**** GIVEN DATA

//! Integration tests for Mercato.
//!
//! Tests in `tests/` drive a real [`CartManager`] against an in-process mock
//! of the commerce cart API. The mock speaks the same
//! `{ success, data?, message? }` envelope as production, enforces bearer
//! authentication, and records every request so tests can assert on exactly
//! which calls were (or were not) made.
//!
//! # Running Tests
//!
//! ```bash
//! cargo test -p mercato-integration-tests
//! ```
//!
//! # Test Categories
//!
//! - `cart_sync` - Login migration of locally accumulated entries
//! - `cart_mutations` - Authenticated cart mutations and their failure modes

#![cfg_attr(not(test), forbid(unsafe_code))]
// Test support: panics here surface as test failures.
#![allow(clippy::unwrap_used, clippy::missing_panics_doc)]

use std::collections::HashMap;
use std::sync::{Arc, Mutex};
use std::time::Duration;

use axum::extract::{Path, State};
use axum::http::{header, HeaderMap, StatusCode};
use axum::response::{IntoResponse, Response};
use axum::routing::{get, patch, post};
use axum::{Json, Router};
use rust_decimal::Decimal;
use serde::Deserialize;
use serde_json::{json, Value};
use tempfile::TempDir;

use mercato_client::{
    CartManager, ClientConfig, LocalCartStore, NotificationCenter, SyncFailurePolicy,
};
use mercato_core::{
    AttributeMap, Cart, CartId, CartItem, CartItemId, CartItemProduct, CurrencyCode, ProductRef,
};

/// Bearer token the mock API accepts.
pub const TEST_TOKEN: &str = "tok_mercato_integration";

// =============================================================================
// Mock Commerce API
// =============================================================================

/// One request the mock API received, in arrival order.
#[derive(Debug, Clone)]
pub struct RecordedCall {
    pub method: String,
    pub path: String,
    pub body: Option<Value>,
}

struct MockState {
    items: Vec<CartItem>,
    next_item: u32,
    calls: Vec<RecordedCall>,
    /// Product -> rejection message for `POST cart/items`.
    rejected_products: HashMap<String, String>,
    /// When set, every mutation fails with this message.
    reject_mutations: Option<String>,
    /// When set, every request gets HTTP 429 with this `Retry-After`.
    rate_limit: Option<u64>,
    /// When set, responses claim success but omit the cart body.
    omit_data: bool,
    prices: HashMap<String, Decimal>,
}

impl MockState {
    fn new() -> Self {
        Self {
            items: Vec::new(),
            next_item: 0,
            calls: Vec::new(),
            rejected_products: HashMap::new(),
            reject_mutations: None,
            rate_limit: None,
            omit_data: false,
            prices: HashMap::new(),
        }
    }

    fn cart(&self) -> Cart {
        Cart {
            id: CartId::new("cart-1"),
            items: self.items.clone(),
            total_items: 0,
            total_price: Decimal::ZERO,
            currency_code: CurrencyCode::USD,
        }
        .with_recomputed_totals()
    }

    fn record(&mut self, method: &str, path: impl Into<String>, body: Option<Value>) {
        self.calls.push(RecordedCall {
            method: method.to_string(),
            path: path.into(),
            body,
        });
    }

    fn ok(&self) -> Response {
        if self.omit_data {
            Json(json!({ "success": true })).into_response()
        } else {
            Json(json!({ "success": true, "data": self.cart() })).into_response()
        }
    }
}

type Shared = Arc<Mutex<MockState>>;

fn fail(message: &str) -> Response {
    Json(json!({ "success": false, "message": message })).into_response()
}

fn check_rate_limit(state: &MockState) -> Result<(), Response> {
    match state.rate_limit {
        None => Ok(()),
        Some(secs) => Err((
            StatusCode::TOO_MANY_REQUESTS,
            [(header::RETRY_AFTER, secs.to_string())],
            Json(json!({ "success": false, "message": "Rate limited" })),
        )
            .into_response()),
    }
}

fn check_auth(headers: &HeaderMap) -> Result<(), Response> {
    let presented = headers
        .get(header::AUTHORIZATION)
        .and_then(|value| value.to_str().ok());
    if presented == Some(&format!("Bearer {TEST_TOKEN}")) {
        Ok(())
    } else {
        Err((
            StatusCode::UNAUTHORIZED,
            Json(json!({ "success": false, "message": "Invalid session token" })),
        )
            .into_response())
    }
}

#[derive(Deserialize)]
struct AddBody {
    product_id: String,
    quantity: u32,
    #[serde(default)]
    selected_attributes: Option<AttributeMap>,
    #[serde(default)]
    note: Option<String>,
}

#[derive(Deserialize)]
struct UpdateBody {
    #[serde(default)]
    quantity: Option<u32>,
    #[serde(default)]
    note: Option<String>,
    #[serde(default)]
    selected_attributes: Option<AttributeMap>,
}

async fn get_cart(State(state): State<Shared>, headers: HeaderMap) -> Response {
    let mut state = state.lock().unwrap();
    state.record("GET", "/cart", None);
    if let Err(limited) = check_rate_limit(&state) {
        return limited;
    }
    if let Err(denied) = check_auth(&headers) {
        return denied;
    }
    state.ok()
}

async fn add_item(State(state): State<Shared>, headers: HeaderMap, Json(raw): Json<Value>) -> Response {
    let mut state = state.lock().unwrap();
    state.record("POST", "/cart/items", Some(raw.clone()));
    if let Err(limited) = check_rate_limit(&state) {
        return limited;
    }
    if let Err(denied) = check_auth(&headers) {
        return denied;
    }
    if let Some(message) = state.reject_mutations.clone() {
        return fail(&message);
    }
    let Ok(body) = serde_json::from_value::<AddBody>(raw) else {
        return fail("Malformed request body");
    };
    if let Some(message) = state.rejected_products.get(&body.product_id).cloned() {
        return fail(&message);
    }

    let attributes = body.selected_attributes.unwrap_or_default();
    let position = state.items.iter().position(|item| {
        item.product.id.as_str() == body.product_id && item.selected_attributes == attributes
    });
    match position.and_then(|index| state.items.get_mut(index)) {
        Some(item) => item.quantity += body.quantity,
        None => {
            state.next_item += 1;
            let price = state
                .prices
                .get(&body.product_id)
                .copied()
                .unwrap_or_else(|| Decimal::new(1000, 2));
            let item = CartItem {
                id: CartItemId::new(format!("item-{}", state.next_item)),
                product: CartItemProduct {
                    id: ProductRef::new(&body.product_id),
                    name: format!("Product {}", body.product_id),
                    vendor: None,
                    price,
                    promotional_price: None,
                },
                quantity: body.quantity,
                selected_attributes: attributes,
                note: body.note,
            };
            state.items.push(item);
        }
    }
    state.ok()
}

async fn update_item(
    State(state): State<Shared>,
    Path(item_id): Path<String>,
    headers: HeaderMap,
    Json(raw): Json<Value>,
) -> Response {
    let mut state = state.lock().unwrap();
    state.record("PATCH", format!("/cart/items/{item_id}"), Some(raw.clone()));
    if let Err(limited) = check_rate_limit(&state) {
        return limited;
    }
    if let Err(denied) = check_auth(&headers) {
        return denied;
    }
    if let Some(message) = state.reject_mutations.clone() {
        return fail(&message);
    }
    let Ok(body) = serde_json::from_value::<UpdateBody>(raw) else {
        return fail("Malformed request body");
    };

    let position = state.items.iter().position(|item| item.id.as_str() == item_id);
    let Some(item) = position.and_then(|index| state.items.get_mut(index)) else {
        return fail("Cart item not found");
    };
    if let Some(quantity) = body.quantity {
        item.quantity = quantity;
    }
    if let Some(note) = body.note {
        item.note = Some(note);
    }
    if let Some(attributes) = body.selected_attributes {
        item.selected_attributes = attributes;
    }
    state.ok()
}

async fn remove_item(
    State(state): State<Shared>,
    Path(item_id): Path<String>,
    headers: HeaderMap,
) -> Response {
    let mut state = state.lock().unwrap();
    state.record("DELETE", format!("/cart/items/{item_id}"), None);
    if let Err(limited) = check_rate_limit(&state) {
        return limited;
    }
    if let Err(denied) = check_auth(&headers) {
        return denied;
    }
    if let Some(message) = state.reject_mutations.clone() {
        return fail(&message);
    }
    let Some(position) = state.items.iter().position(|item| item.id.as_str() == item_id) else {
        return fail("Cart item not found");
    };
    state.items.remove(position);
    state.ok()
}

async fn clear_cart(State(state): State<Shared>, headers: HeaderMap) -> Response {
    let mut state = state.lock().unwrap();
    state.record("DELETE", "/cart", None);
    if let Err(limited) = check_rate_limit(&state) {
        return limited;
    }
    if let Err(denied) = check_auth(&headers) {
        return denied;
    }
    if let Some(message) = state.reject_mutations.clone() {
        return fail(&message);
    }
    state.items.clear();
    state.ok()
}

/// In-process mock of the commerce cart API.
pub struct MockCommerceApi {
    state: Shared,
    base_url: String,
}

impl MockCommerceApi {
    /// Bind an ephemeral port and serve the mock in the background.
    pub async fn spawn() -> Self {
        let state: Shared = Arc::new(Mutex::new(MockState::new()));
        let app = Router::new()
            .route("/cart", get(get_cart).delete(clear_cart))
            .route("/cart/items", post(add_item))
            .route("/cart/items/{item_id}", patch(update_item).delete(remove_item))
            .with_state(Arc::clone(&state));

        let listener = tokio::net::TcpListener::bind("127.0.0.1:0").await.unwrap();
        let addr = listener.local_addr().unwrap();
        tokio::spawn(async move {
            axum::serve(listener, app).await.unwrap();
        });

        Self {
            state,
            base_url: format!("http://{addr}"),
        }
    }

    #[must_use]
    pub fn base_url(&self) -> &str {
        &self.base_url
    }

    /// Make `POST cart/items` for this product fail with the given message.
    pub fn reject_product(&self, product: &str, message: &str) {
        self.state
            .lock()
            .unwrap()
            .rejected_products
            .insert(product.to_string(), message.to_string());
    }

    /// Make every mutation fail with the given message.
    pub fn reject_mutations(&self, message: &str) {
        self.state.lock().unwrap().reject_mutations = Some(message.to_string());
    }

    /// Answer every request with HTTP 429 and the given `Retry-After`.
    pub fn rate_limit(&self, retry_after_secs: u64) {
        self.state.lock().unwrap().rate_limit = Some(retry_after_secs);
    }

    /// Claim success but omit the cart body from responses.
    pub fn omit_data(&self) {
        self.state.lock().unwrap().omit_data = true;
    }

    pub fn set_price(&self, product: &str, price: Decimal) {
        self.state
            .lock()
            .unwrap()
            .prices
            .insert(product.to_string(), price);
    }

    /// Every request received so far, in arrival order.
    #[must_use]
    pub fn calls(&self) -> Vec<RecordedCall> {
        self.state.lock().unwrap().calls.clone()
    }

    /// Current server-side cart items.
    #[must_use]
    pub fn items(&self) -> Vec<CartItem> {
        self.state.lock().unwrap().items.clone()
    }
}

// =============================================================================
// Test Context
// =============================================================================

/// A [`CartManager`] wired to a fresh mock API and a temp data directory.
pub struct TestContext {
    pub api: MockCommerceApi,
    pub manager: CartManager,
    pub center: Arc<NotificationCenter>,
    data_dir: TempDir,
}

impl TestContext {
    pub async fn new() -> Self {
        Self::with_policy(SyncFailurePolicy::Discard).await
    }

    pub async fn with_policy(policy: SyncFailurePolicy) -> Self {
        let api = MockCommerceApi::spawn().await;
        let data_dir = TempDir::new().unwrap();
        let config = ClientConfig {
            api_url: api.base_url().parse().unwrap(),
            data_dir: data_dir.path().to_path_buf(),
            sync_failure_policy: policy,
            notification_dismiss: Duration::from_millis(3000),
        };
        let center = Arc::new(NotificationCenter::new());
        let manager = CartManager::new(&config, Arc::<NotificationCenter>::clone(&center));
        Self {
            api,
            manager,
            center,
            data_dir,
        }
    }

    /// Store the token the mock accepts.
    pub fn login(&self) {
        self.manager.tokens().set_token(TEST_TOKEN).unwrap();
    }

    /// Store a token the mock rejects.
    pub fn login_with_bad_token(&self) {
        self.manager.tokens().set_token("tok_revoked").unwrap();
    }

    /// Direct handle on the local cart store backing the manager.
    #[must_use]
    pub fn local_store(&self) -> LocalCartStore {
        LocalCartStore::new(self.data_dir.path())
    }
}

********

(WORK TO COMPLETE):
Go through the material above and report each line containing "SyncFailurePolicy".

(COMPLETED TASK):
    CartManager, ClientConfig, LocalCartStore, NotificationCenter, SyncFailurePolicy,
        Self::with_policy(SyncFailurePolicy::Discard).await
    pub async fn with_policy(policy: SyncFailurePolicy) -> Self {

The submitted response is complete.